(3) — Cinque articoli inediti perché rifiutati dalle redazioni quando Cassandra era più remissiva, 5 storie che meritano di essere…
(3) — Cinque articoli inediti perché rifiutati dalle redazioni quando Cassandra era più remissiva, 5 storie che meritano di essere comunque raccontate.

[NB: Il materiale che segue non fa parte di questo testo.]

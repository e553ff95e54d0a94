//! Lexical primitives shared by the emitter and parser: string escaping, quote-aware
//! scanning, and literal classification (spec §4.1).

use crate::error::{syntax_err, Result};

/// The single character that separates primitive values inside a header's tail,
/// a tabular row, or a field list. Defaults to comma.
#[derive(Debug, Clone, Copy, PartialEq, Eq)]
pub enum Delimiter {
    Comma,
    Tab,
    Pipe,
}

impl Delimiter {
    pub fn as_char(self) -> char {
        match self {
            Delimiter::Comma => ',',
            Delimiter::Tab => '\t',
            Delimiter::Pipe => '|',
        }
    }

    /// The character recorded inside the bracket segment of a header when this
    /// delimiter is active and non-default. `None` for the default comma.
    pub fn hint(self) -> Option<char> {
        match self {
            Delimiter::Comma => None,
            Delimiter::Tab => Some('\t'),
            Delimiter::Pipe => Some('|'),
        }
    }

    pub fn from_hint(c: char) -> Option<Delimiter> {
        match c {
            '\t' => Some(Delimiter::Tab),
            '|' => Some(Delimiter::Pipe),
            _ => None,
        }
    }
}

impl Default for Delimiter {
    fn default() -> Self {
        Delimiter::Comma
    }
}

/// Where a string value sits determines which characters force quoting in addition
/// to the five that always do. Outside of an array/tabular/field-list body there is
/// no "active delimiter" at all — only the colon (a document key-value separator)
/// matters there.
#[derive(Debug, Clone, Copy, PartialEq, Eq)]
pub enum QuoteContext {
    /// A key-value value, or a bare root/list-item primitive.
    Document,
    /// An inline array value, tabular cell, or field-list entry under `delimiter`.
    Delimited(Delimiter),
}

/// Escape exactly `\\`, `"`, `\n`, `\r`, `\t`, in that substitution order.
pub fn escape_string(s: &str, out: &mut String) {
    for ch in s.chars() {
        match ch {
            '\\' => out.push_str("\\\\"),
            '"' => out.push_str("\\\""),
            '\n' => out.push_str("\\n"),
            '\r' => out.push_str("\\r"),
            '\t' => out.push_str("\\t"),
            _ => out.push(ch),
        }
    }
}

/// Unescape the same five sequences. Any other `\X`, or a trailing backslash, is a
/// syntax error — the decoder never silently passes through an unknown escape.
pub fn unescape_string(s: &str, line: usize) -> Result<String> {
    let mut out = String::with_capacity(s.len());
    let mut chars = s.chars();
    while let Some(c) = chars.next() {
        if c != '\\' {
            out.push(c);
            continue;
        }
        match chars.next() {
            Some('\\') => out.push('\\'),
            Some('"') => out.push('"'),
            Some('n') => out.push('\n'),
            Some('r') => out.push('\r'),
            Some('t') => out.push('\t'),
            Some(other) => {
                return Err(syntax_err(line, format!("unknown escape sequence \\{other}")))
            }
            None => return Err(syntax_err(line, "trailing backslash in quoted string")),
        }
    }
    Ok(out)
}

/// Find the index of the closing `"` of a quoted token, starting just after the
/// opening quote. A backslash consumes the next byte without inspecting it.
pub fn find_closing_quote(s: &str, start: usize) -> Option<usize> {
    let bytes = s.as_bytes();
    let mut i = start;
    while i < bytes.len() {
        match bytes[i] {
            b'\\' => i += 2,
            b'"' => return Some(i),
            _ => i += 1,
        }
    }
    None
}

/// Find the first occurrence of `target` (an ASCII byte) outside any quoted span.
pub fn find_unquoted(s: &str, target: u8, start: usize) -> Option<usize> {
    let bytes = s.as_bytes();
    let mut i = start;
    let mut in_quotes = false;
    while i < bytes.len() {
        let b = bytes[i];
        if in_quotes {
            match b {
                b'\\' => i += 2,
                b'"' => {
                    in_quotes = false;
                    i += 1;
                }
                _ => i += 1,
            }
            continue;
        }
        if b == b'"' {
            in_quotes = true;
            i += 1;
            continue;
        }
        if b == target {
            return Some(i);
        }
        i += 1;
    }
    None
}

/// Split `s` on `delim`, honoring quoted spans, returning each raw (not yet
/// unescaped) segment.
pub fn split_unquoted(s: &str, delim: u8) -> Vec<&str> {
    let mut parts = Vec::new();
    let mut start = 0;
    loop {
        match find_unquoted(s, delim, start) {
            Some(pos) => {
                parts.push(&s[start..pos]);
                start = pos + 1;
            }
            None => {
                parts.push(&s[start..]);
                break;
            }
        }
    }
    parts
}

pub fn is_bool_or_null_literal(s: &str) -> bool {
    matches!(s, "true" | "false" | "null")
}

/// Emitter-side numeric-like test used to force quoting: matches the full string
/// against `-?\d+(\.\d+)?([eE][+-]?\d+)?`. Bare leading-zero integers (`"007"`)
/// already satisfy `\d+` and are therefore numeric-like too, forcing a quote.
pub fn looks_numeric_for_quoting(s: &str) -> bool {
    let bytes = s.as_bytes();
    if bytes.is_empty() {
        return false;
    }
    let mut i = if bytes[0] == b'-' { 1 } else { 0 };
    let digits_start = i;
    while i < bytes.len() && bytes[i].is_ascii_digit() {
        i += 1;
    }
    if i == digits_start {
        return false;
    }
    if i < bytes.len() && bytes[i] == b'.' {
        let frac_start = i + 1;
        let mut j = frac_start;
        while j < bytes.len() && bytes[j].is_ascii_digit() {
            j += 1;
        }
        if j == frac_start {
            return false;
        }
        i = j;
    }
    if i < bytes.len() && (bytes[i] == b'e' || bytes[i] == b'E') {
        let mut j = i + 1;
        if j < bytes.len() && (bytes[j] == b'+' || bytes[j] == b'-') {
            j += 1;
        }
        let exp_start = j;
        while j < bytes.len() && bytes[j].is_ascii_digit() {
            j += 1;
        }
        if j == exp_start {
            return false;
        }
        i = j;
    }
    i == bytes.len()
}

/// Parser-side numeric literal test: the token must match the same grammar as
/// [`looks_numeric_for_quoting`] AND must not have a leading zero followed by
/// another digit (except the single token `"0"`) — ambiguous leading-zero integers
/// are rejected here so they round-trip as strings instead of silently losing
/// their leading zeros.
pub fn parse_number_literal(s: &str) -> Option<f64> {
    if !looks_numeric_for_quoting(s) {
        return None;
    }
    let bytes = s.as_bytes();
    let start = if bytes[0] == b'-' { 1 } else { 0 };
    if start < bytes.len() && bytes[start] == b'0' && bytes.get(start + 1).is_some_and(u8::is_ascii_digit) {
        return None;
    }
    s.parse::<f64>().ok().filter(|f| f.is_finite())
}

/// A key may be written unquoted iff it matches `[A-Za-z_][A-Za-z0-9_.]*`.
pub fn is_valid_unquoted_key(key: &str) -> bool {
    let mut chars = key.chars();
    match chars.next() {
        Some(c) if c.is_ascii_alphabetic() || c == '_' => {}
        _ => return false,
    }
    chars.all(|c| c.is_ascii_alphanumeric() || c == '_' || c == '.')
}

/// A string value may be written unquoted iff it is non-empty, equals its trimmed
/// form, isn't a bool/null/numeric-like literal, contains none of the always-forbidden
/// characters, doesn't start with `-`, and (when a delimiter is active) doesn't
/// contain that delimiter.
pub fn is_safe_unquoted(s: &str, ctx: QuoteContext) -> bool {
    if s.is_empty() {
        return false;
    }
    if s != s.trim() {
        return false;
    }
    if is_bool_or_null_literal(s) {
        return false;
    }
    if looks_numeric_for_quoting(s) {
        return false;
    }
    if s.starts_with('-') {
        return false;
    }
    const ALWAYS_FORBIDDEN: [char; 10] = [':', '"', '\\', '[', ']', '{', '}', '\n', '\r', '\t'];
    if s.contains(|c| ALWAYS_FORBIDDEN.contains(&c)) {
        return false;
    }
    if let QuoteContext::Delimited(delim) = ctx {
        if s.contains(delim.as_char()) {
            return false;
        }
    }
    true
}

/// Parse a quoted or unquoted token (already trimmed by the caller if needed) into
/// its unescaped text, or fail if the quoting is malformed.
pub fn unquote_token(s: &str, line: usize) -> Result<String> {
    if !s.starts_with('"') {
        return Ok(s.to_string());
    }
    let end = find_closing_quote(s, 1).ok_or_else(|| syntax_err(line, "unterminated quoted token"))?;
    if end != s.len() - 1 {
        return Err(syntax_err(line, "trailing characters after closing quote"));
    }
    unescape_string(&s[1..end], line)
}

La parafrasi del titolo di un noto racconto Cyberpunk è un buon riassunto di tutta questa puntata. Visto che l’hype che ha seguito il più o meno pianificato annuncio di Google del suo nuovo, mirabolante, usabilissimo e performante browser si e’ ormai esaurito, è tempo di parlare anche delle cose che non vanno.
Sono gravi e secondo la mia personale opinione, se confermate nella versione definitiva, dovrebbero portare ad un rifiuto di questo prodotto.
Le cose che non vanno sono tre, e nessuna di esse ha a che fare con la qualità, la bontà o la sicurezza del prodotto in sé, od è particolarmente evidente.
Sono invece abbastanza nascoste, due nell’accordo di licenza che ovviamente nessuno ha letto, ma che dico, scorso velocemente, ma che dico, degnato di un occhiata, mentre la terza è addirittura all’altro capo di un filo sempre più corto che in questo caso arriva a Mountain View.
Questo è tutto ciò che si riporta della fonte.